To test his approach, one must first find the method he used to decrypt MK using DK to get CIAX or CIAW using some kind of 5-bit ASCII encoding. 

 

Note: The reason why he thinks that 5-bit is correct are the extra letters 'e' in the morse code.

 

I thought about this quite a while, and i don't think that 5-bit ASCII is the correct approach. As already explained previously, using ASCII you have to agree onto a decoding table first. We have 5bit, so we have 32 possible bit strings. 

 

Obviously, you could use something like $$\text{ABCDEFGHIJKLMNOPQRSTUVWXYABCDEF}$$ with double letters A-F, where e.g. A is represented by $A \widehat{=} 00000$ and $A \widehat{=} 01011$. And this ambiguity migh cause problems. If you have a ciphertext and you are going backwards, you have to decide which of the two 5-bit strings to use for $A$. If you choose the wrong one, you might end with a wrong decoding. 

 

For a proper encryption system, you have to guarantee, that the decoding is  unique. For example, assume that we are using the simple encrypting system that uses XOR with the secret bitstring $N \widehat{=} 01101$. When we encrypt the two letters $$N, G \widehat{=} 01101, 00110$$, we get $$A, A \widehat{=} 00000, 01011$$ However, the receiver, which wants to decrypt the message only gets $AA$ as the ciphertext (as we get alphabetic letters for K4 and not its binary representation). Then he has four options:

 

$\begin{align}
A, A & \widehat{=} 00000, 00000 \rightarrow \text{XOR with}\; 01101 \rightarrow 01101, 01101 \widehat{=} N, N\\
A, A & \widehat{=} 00000, 01011 \rightarrow \text{XOR with}\; 01101 \rightarrow 01101, 00110 \widehat{=} N, G\\
A, A & \widehat{=} 01011, 00000 \rightarrow \text{XOR with}\; 01101 \rightarrow 00110, 01101 \widehat{=} G, N\\
A, A & \widehat{=} 01011, 01011 \rightarrow \text{XOR with}\; 01101 \rightarrow 00110, 00110 \widehat{=} G, G
\end{align}$

But only the decoding in the second row is correct. And this ambiguity holds for all 6 letters ABCDEF.
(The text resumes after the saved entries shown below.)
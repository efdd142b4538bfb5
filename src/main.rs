use clap::{Parser, Subcommand};
use listing_mark::config::{self, WatermarkOptions};
use listing_mark::imaging::{
    Anchor, Dimensions, OutputFormat, OverlayMode, RustBackend, Typeface, apply_watermark,
    decode_bitmap, plan_watermark,
};
use listing_mark::output;
use std::path::{Path, PathBuf};
use tracing::info;
use tracing_subscriber::EnvFilter;

#[derive(Parser)]
#[command(name = "listing-mark")]
#[command(about = "Watermark listing photos with a logo and/or text")]
#[command(long_about = "\
Watermark listing photos with a logo and/or text

The overlay is sized relative to the photo (logo width as a percentage of
the shortest edge), placed at one of nine anchors or tiled across the whole
frame, and can be rotated and faded:

  top_left     top_center     top_right
  middle_left  middle_center  middle_right
  bottom_left  bottom_center  bottom_right

Options come from stock defaults, then an --options file (TOML or JSON,
snake_case or camelCase keys), then individual flags.

Run 'listing-mark gen-config' to generate a documented options file.")]
#[command(version)]
struct Cli {
    /// More logging (-v info, -vv debug); RUST_LOG overrides
    #[arg(short, long, action = clap::ArgAction::Count, global = true)]
    verbose: u8,

    #[command(subcommand)]
    command: Command,
}

/// Inputs and option overrides shared by `apply` and `check`.
#[derive(clap::Args, Clone)]
struct WatermarkArgs {
    /// Photo to watermark (JPEG, PNG or WebP)
    photo: PathBuf,

    /// Logo image
    #[arg(long)]
    logo: Option<PathBuf>,

    /// Options file (.toml or .json)
    #[arg(long)]
    options: Option<PathBuf>,

    /// Bold font for text overlays (default: first system font found)
    #[arg(long)]
    font: Option<PathBuf>,

    /// logo, text, or both
    #[arg(long)]
    mode: Option<OverlayMode>,

    /// Overlay text (a literal \n starts a new line)
    #[arg(long)]
    text: Option<String>,

    /// Anchor such as bottom_right or middle_center
    #[arg(long)]
    position: Option<Anchor>,

    /// Repeat the overlay across the whole frame
    #[arg(long)]
    tile: bool,

    /// Downscale so the longer edge is at most this many pixels
    #[arg(long)]
    max_long_edge: Option<u32>,

    /// jpeg, png, or webp
    #[arg(long)]
    format: Option<OutputFormat>,
}

#[derive(Subcommand)]
enum Command {
    /// Watermark a photo and write the encoded result
    Apply {
        #[command(flatten)]
        args: WatermarkArgs,

        /// Output path (default: <photo>-watermarked.<ext> next to the photo)
        #[arg(long, short)]
        output: Option<PathBuf>,
    },
    /// Print output size, overlay box and placements without encoding
    Check {
        #[command(flatten)]
        args: WatermarkArgs,
    },
    /// Print a stock options file with all keys documented
    GenConfig,
}

fn main() -> Result<(), Box<dyn std::error::Error>> {
    let cli = Cli::parse();
    init_tracing(cli.verbose);

    match cli.command {
        Command::Apply { args, output: out } => {
            let options = resolve_options(&args)?;
            let backend = build_backend(args.font.as_deref(), &options)?;
            let photo = decode_bitmap(&std::fs::read(&args.photo)?)?;
            let logo = match &args.logo {
                Some(path) => Some(decode_bitmap(&std::fs::read(path)?)?),
                None => None,
            };

            let encoded = apply_watermark(&backend, &photo, logo.as_ref(), &options)?;
            let output_path =
                out.unwrap_or_else(|| default_output_path(&args.photo, options.output_format));
            std::fs::write(&output_path, &encoded.bytes)?;
            info!(path = %output_path.display(), "wrote watermarked image");
            output::print_applied(&output_path, &encoded);
        }
        Command::Check { args } => {
            let options = resolve_options(&args)?;
            let backend = build_backend(args.font.as_deref(), &options)?;
            let (width, height) = image::image_dimensions(&args.photo)?;
            let logo = match &args.logo {
                Some(path) => {
                    let (w, h) = image::image_dimensions(path)?;
                    Some(Dimensions::new(w, h))
                }
                None => None,
            };

            let source = Dimensions::new(width, height);
            let plan = plan_watermark(&backend, source, logo, &options)?;
            output::print_plan(&plan, source, &options);
        }
        Command::GenConfig => {
            print!("{}", config::stock_config_toml());
        }
    }

    Ok(())
}

/// Install the fmt subscriber. `RUST_LOG` wins over `-v`.
fn init_tracing(verbose: u8) {
    let default = match verbose {
        0 => "warn",
        1 => "info",
        _ => "debug",
    };
    let filter = EnvFilter::try_from_default_env().unwrap_or_else(|_| EnvFilter::new(default));
    tracing_subscriber::fmt()
        .with_env_filter(filter)
        .with_writer(std::io::stderr)
        .init();
}

/// Stock defaults, then the options file, then flags.
fn resolve_options(args: &WatermarkArgs) -> Result<WatermarkOptions, config::ConfigError> {
    let mut options = match &args.options {
        Some(path) => config::load_options(path)?,
        None => WatermarkOptions::default(),
    };
    if let Some(mode) = args.mode {
        options.mode = mode;
    }
    if let Some(text) = &args.text {
        options.text = text.replace("\\n", "\n");
    }
    if let Some(position) = args.position {
        options.position = position;
    }
    if args.tile {
        options.tile = true;
    }
    if let Some(max) = args.max_long_edge {
        options.max_long_edge_px = Some(max);
    }
    if let Some(format) = args.format {
        options.output_format = format;
    }
    Ok(options)
}

/// Load the typeface only when the options actually draw text.
fn build_backend(
    font: Option<&Path>,
    options: &WatermarkOptions,
) -> Result<RustBackend, listing_mark::imaging::TypefaceError> {
    if !options.mode.includes_text() || options.text.trim().is_empty() {
        return Ok(RustBackend::new());
    }
    match font {
        Some(path) => Ok(RustBackend::with_typeface(Typeface::from_path(path)?)),
        None => Ok(RustBackend::with_system_font()),
    }
}

/// `photos/house.jpg` → `photos/house-watermarked.webp`
fn default_output_path(photo: &Path, format: OutputFormat) -> PathBuf {
    let stem = photo
        .file_stem()
        .map(|s| s.to_string_lossy().into_owned())
        .unwrap_or_else(|| "photo".to_string());
    photo.with_file_name(format!("{stem}-watermarked.{}", format.extension()))
}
Maybe what Sanborn had scared was not the 5-bit ASCII approach, but that he identified the first 4 characters of K4 (OBKR) as the decryption key. There is an argument, why this can be true.

If you take a look at all the row length of the left side of Kryptos, you get

$\begin{align*}
32,31,31,30,31,32,31,31,32,31,30,31,31,32\\
32,30,31,30,32,30,32,31,33,29,31,31,31,31
\end{align*}$ 

So, there is no more than a successiv repetition of two amoung the first 24 lines, but the last four lines, which contain K4, are all equal in length.This form makes 'O B K R' stand out, and maybe is another visiual hint for "take me, i am the key".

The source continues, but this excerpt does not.